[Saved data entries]

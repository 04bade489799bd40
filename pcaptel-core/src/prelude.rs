//! Convenient re-exports for common usage.
//!
//! ```rust
//! use pcaptel_core::prelude::*;
//!
//! let report = PacketAnalyzer::new(AnalysisConfig::default()).analyze(&[]).unwrap();
//! assert_eq!(report.overview.total_packets, 0);
//! ```

// Input model
pub use crate::packet::{LinkTag, PacketRecord, TcpFlags, TcpSegment};

// Engine
pub use crate::analyzer::PacketAnalyzer;
pub use crate::cancel::CancelToken;
pub use crate::config::AnalysisConfig;

// Output
pub use crate::classify::Protocol;
pub use crate::report::AnalysisReport;

// Error types
pub use crate::error::{Error, Result};
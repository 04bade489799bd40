//! Structured analysis report.
//!
//! This is the output contract handed to rendering layers. Every numeric
//! field is finite: empty inputs produce zeros, never NaN or a division
//! fault. Sections computed by optional sub-analyses are `Option`s and are
//! left out of serialized output when absent.

use std::collections::BTreeMap;

use serde::Serialize;

use crate::flow::{LossEvent, RetransmissionEvent};
use crate::stats::Summary;

/// A labelled count with its share of all packets.
#[derive(Debug, Clone, PartialEq, Serialize)]
pub struct CountShare {
    pub label: String,
    pub count: u64,
    pub percentage: f64,
}

/// One row of a top-N table.
#[derive(Debug, Clone, PartialEq, Serialize)]
pub struct RankedEntry<K> {
    pub key: K,
    pub count: u64,
    pub percentage: f64,
}

/// Top-N source and destination tables.
#[derive(Debug, Clone, PartialEq, Serialize)]
pub struct TopTalkers<K> {
    pub sources: Vec<RankedEntry<K>>,
    pub destinations: Vec<RankedEntry<K>>,
}

impl<K> Default for TopTalkers<K> {
    fn default() -> Self {
        Self {
            sources: Vec::new(),
            destinations: Vec::new(),
        }
    }
}

/// First and last capture timestamps, in seconds.
#[derive(Debug, Clone, Copy, Default, PartialEq, Serialize)]
pub struct TimeRange {
    pub start: f64,
    pub end: f64,
}

/// Packet size statistics, in bytes.
#[derive(Debug, Clone, Copy, Default, PartialEq, Serialize)]
pub struct PacketSizeStats {
    pub avg: f64,
    pub min: usize,
    pub max: usize,
}

/// Capture-wide counters.
#[derive(Debug, Clone, Default, PartialEq, Serialize)]
pub struct CaptureOverview {
    pub total_packets: u64,
    pub total_bytes: u64,
    pub protocol_distribution: Vec<CountShare>,
    pub packet_type_counts: Vec<CountShare>,
    pub time_range: TimeRange,
    pub duration_seconds: f64,
    pub packet_size: PacketSizeStats,
    pub ip_stats: TopTalkers<String>,
    pub port_stats: TopTalkers<u16>,
}

/// Summary of one delay category, in milliseconds.
#[derive(Debug, Clone, Copy, Default, PartialEq, Serialize)]
pub struct CategoryStats {
    pub avg: f64,
    pub max: f64,
    pub count: usize,
}

/// Retransmissions seen during the run.
#[derive(Debug, Clone, Default, PartialEq, Serialize)]
pub struct RetransmissionReport {
    pub total: usize,
    /// The earliest events, in capture order.
    pub events: Vec<RetransmissionEvent>,
}

/// Capture-wide loss totals.
#[derive(Debug, Clone, Copy, Default, PartialEq, Serialize)]
pub struct OverallLoss {
    pub lost: u64,
    pub transmitted: u64,
    pub loss_percentage: f64,
    pub loss_events: usize,
}

/// Loss totals for one protocol.
#[derive(Debug, Clone, Copy, Default, PartialEq, Serialize)]
pub struct ProtocolLoss {
    pub lost: u64,
    pub transmitted: u64,
    pub loss_percentage: f64,
}

/// Packet loss section.
#[derive(Debug, Clone, Default, PartialEq, Serialize)]
pub struct PacketLossReport {
    pub overall: OverallLoss,
    pub per_protocol: BTreeMap<String, ProtocolLoss>,
    pub events: Vec<LossEvent>,
}

/// Small versus bundled MQTT messages sent by one device.
#[derive(Debug, Clone, Copy, Default, PartialEq, Eq, Serialize)]
pub struct DeviceMix {
    pub small: usize,
    pub bundle: usize,
    pub total: usize,
}

/// Sustained large MQTT transfers.
#[derive(Debug, Clone, Copy, Default, PartialEq, Serialize)]
pub struct UploadStats {
    pub count: usize,
    pub total_bytes: u64,
    pub delay_ms: Summary,
}

/// IoT (MQTT) traffic patterns.
#[derive(Debug, Clone, Default, PartialEq, Serialize)]
pub struct IotMetrics {
    /// Bundle payload sizes, in bytes.
    pub bundle_sizes: Summary,
    /// Time between consecutive bundles on the same flow, in seconds.
    pub aggregation_intervals: Summary,
    pub uploads: UploadStats,
    pub devices: BTreeMap<String, DeviceMix>,
}

/// Packet and bit rates over the capture duration.
#[derive(Debug, Clone, Default, PartialEq, Serialize)]
pub struct Throughput {
    pub packets_per_second: f64,
    pub bandwidth_mbps: f64,
    pub protocol_rates: BTreeMap<String, f64>,
}

/// Complete result of one analysis run.
#[derive(Debug, Clone, Default, PartialEq, Serialize)]
pub struct AnalysisReport {
    #[serde(flatten)]
    pub overview: CaptureOverview,
    /// Inter-packet arrival spacing per protocol, in milliseconds.
    ///
    /// This is spacing between consecutive packets of the whole capture,
    /// attributed to the earlier packet's protocol. It is not a round trip
    /// or per-transaction latency.
    pub latency: BTreeMap<String, Summary>,
    pub jitter: BTreeMap<String, Summary>,
    /// Average packet size per protocol, in bytes.
    pub protocol_packet_size: BTreeMap<String, f64>,
    pub delay_categories: BTreeMap<String, CategoryStats>,
    pub retransmissions: RetransmissionReport,
    #[serde(skip_serializing_if = "Option::is_none")]
    pub packet_loss: Option<PacketLossReport>,
    #[serde(skip_serializing_if = "Option::is_none")]
    pub iot_metrics: Option<IotMetrics>,
    pub throughput: Throughput,
}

Task to carry out: For this exercise, copy every line of the data that holds "latency".

Task response:
    /// or per-transaction latency.
    pub latency: BTreeMap<String, Summary>,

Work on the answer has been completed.